Troisième jour de campagne électorale sur fond de meetings chahutés par les anti élections

 Troisième jour de campagne électorale sur fond de meetings chahutés par les anti élections
Par Abbès Zineb | 19 Novembre 2019 | 10:17

Les cinq candidats à la présidentielle du 12 décembre en sont à leur troisième jour de campagne électorale, avec un programme de meetings animés dans différentes wilayas du pays.  

Ainsi, Abdelmadjid Tebboune, qui a expliqué hier dans la capitale du Touat que « la majorité des algériens sont pour la présidentielle », pour permettre au pays de sortir du vide constitutionnel qui dure depuis 9 mois, anime au jourd’hui deux rencontres à Adrar puis l’après- midi à Alger.

Ali Benflis fait escale à Oued Souf dans la matinée avant de finir sa journée au nord du pays avec une rencontre des habitants de Blida à la salle de cinéma En Nour.

Abdelkader Bengrina a choisi aujourd’hui Boumerdés pour son troisième jour de campagne après avoir déclaré lundi : « Je n’ai pas eu peur des Kalachnikovs dans les années 90, ce n’est pas les menaces de Facebook qui vont me dissuader de ne pas poursuivre ma campagne ».

Bélaid Abdelaziz est aujourd’hui à Relizane, alors qu’Azzedine Mihoubi, après une pause hier, reprend le chemin de la campagne avec un meeting à Médéa.

Ces meetings électoraux ne se déroulent pas dans les meilleurs conditions de sérénité, à cause des manifestations de citoyens opposés à la présidentielle du 12 décembre.   

Raison pour laquelle d’ailleurs, les directions de campagne évitent de révéler la veille, les lieux des meetings pour tromper les chahuteurs.    

Ali Benflis en a fait hier les frais lors de ses deux sorties à Tlemcen puis à Guelma où les manifestants scandaient des slogans contre lui.

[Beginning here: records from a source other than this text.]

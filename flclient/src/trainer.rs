//! The seam between round coordination and the local training algorithm.
//!
//! The session only needs a producer of a flat update vector matching the
//! contract's shape; how that vector is computed is the trainer's business.

use protocol::{Contract, TrainingMetadata};

use crate::{data::Dataset, error::Result};

/// The product of one local training run.
#[derive(Debug, Clone)]
pub struct TrainingOutcome {
    /// Flat update vector, laid out by the contract's model shape.
    pub update: Vec<f32>,
    pub metadata: TrainingMetadata,
}

/// Produces a model update from the contract's hyperparameters and current
/// global vector.
pub trait LocalTrainer {
    /// Trains locally, starting from the contract's global vector.
    ///
    /// # Errors
    /// Implementations fail when the contract's model kind or the dataset
    /// does not fit them; the session halts without touching persisted
    /// state.
    fn train(&mut self, contract: &Contract, dataset: &Dataset) -> Result<TrainingOutcome>;
}
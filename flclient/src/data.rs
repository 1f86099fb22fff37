use std::{fs, path::Path};

use serde::{Deserialize, Serialize};

use crate::error::{ClientErr, Result};

/// In-memory training samples: one feature row per target.
#[derive(Debug, Clone, Serialize, Deserialize)]
pub struct Dataset {
    pub features: Vec<Vec<f32>>,
    pub targets: Vec<f32>,
}

impl Dataset {
    /// Loads a dataset from a JSON file of the form
    /// `{"features": [[...], ...], "targets": [...]}`.
    ///
    /// # Errors
    /// Fails on io/parse errors, on an empty dataset, and when rows and
    /// targets disagree in count.
    pub fn from_json_file(path: impl AsRef<Path>) -> Result<Self> {
        let json = fs::read_to_string(path)?;
        let dataset: Dataset = serde_json::from_str(&json)?;

        if dataset.features.is_empty() {
            return Err(ClientErr::EmptyDataset);
        }
        if dataset.features.len() != dataset.targets.len() {
            return Err(ClientErr::SampleCountMismatch {
                rows: dataset.features.len(),
                targets: dataset.targets.len(),
            });
        }

        Ok(dataset)
    }

    pub fn len(&self) -> usize {
        self.features.len()
    }

    pub fn is_empty(&self) -> bool {
        self.features.is_empty()
    }
}
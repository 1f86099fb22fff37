//! Declared, order-preserving encoding between structured parameters and a
//! single flat vector.
//!
//! Structured parameters are represented as one `Vec<f32>` per group, in the
//! shape's declared group order.

use crate::error::{CodecErr, Result};
use crate::shape::ModelShape;

/// Concatenates structured parameters into a single flat vector.
///
/// # Arguments
/// * `groups` - One value block per shape group, in declared order.
/// * `shape` - The shape the parameters must conform to.
///
/// # Errors
/// Returns `GroupCountMismatch` or `GroupLenMismatch` if the blocks do not
/// match the shape.
pub fn flatten(groups: &[Vec<f32>], shape: &ModelShape) -> Result<Vec<f32>> {
    if groups.len() != shape.groups.len() {
        return Err(CodecErr::GroupCountMismatch {
            got: groups.len(),
            expected: shape.groups.len(),
        });
    }

    let mut flat = Vec::with_capacity(shape.total_len());
    for (block, group) in groups.iter().zip(&shape.groups) {
        if block.len() != group.len {
            return Err(CodecErr::GroupLenMismatch {
                group: group.name.clone(),
                got: block.len(),
                expected: group.len,
            });
        }
        flat.extend_from_slice(block);
    }

    Ok(flat)
}

/// Splits a flat vector back into per-group value blocks.
///
/// Inverse of [`flatten`] for any parameters consistent with `shape`.
///
/// # Errors
/// Returns `ShapeMismatch` if `flat.len() != shape.total_len()`.
pub fn reconstruct(flat: &[f32], shape: &ModelShape) -> Result<Vec<Vec<f32>>> {
    if flat.len() != shape.total_len() {
        return Err(CodecErr::ShapeMismatch {
            got: flat.len(),
            expected: shape.total_len(),
        });
    }

    let mut blocks = Vec::with_capacity(shape.groups.len());
    let mut offset = 0;
    for group in &shape.groups {
        blocks.push(flat[offset..offset + group.len].to_vec());
        offset += group.len;
    }

    Ok(blocks)
}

Pareil hostilité contre Tebboune et Bengrina, même si les meetings se déroulent dans des espaces fermés.

Des arrestations sont opérées hier à Tlemcen, Guelma, Béjaia par les services de sécurité, suivies de jugement en comparution immédiate des jeunes manifestants arrêtés.

Sur le plan du décor électoral, la plupart des panneaux d’affichages destinés à recevoir les candidats sont quasiment vides. « Nous n’avons pas encore pu réceptionner nos affiches confiées à un imprimeur privé » , expliquait sur les ondes de la radio le représentant d’un candidat.

Dans certaines régions du pays, comme le montrent des images relayées dans les réseaux sociaux, à la place des candidats, ce sont les photos des détenus du Hirak qui sont placardées sur les panneaux.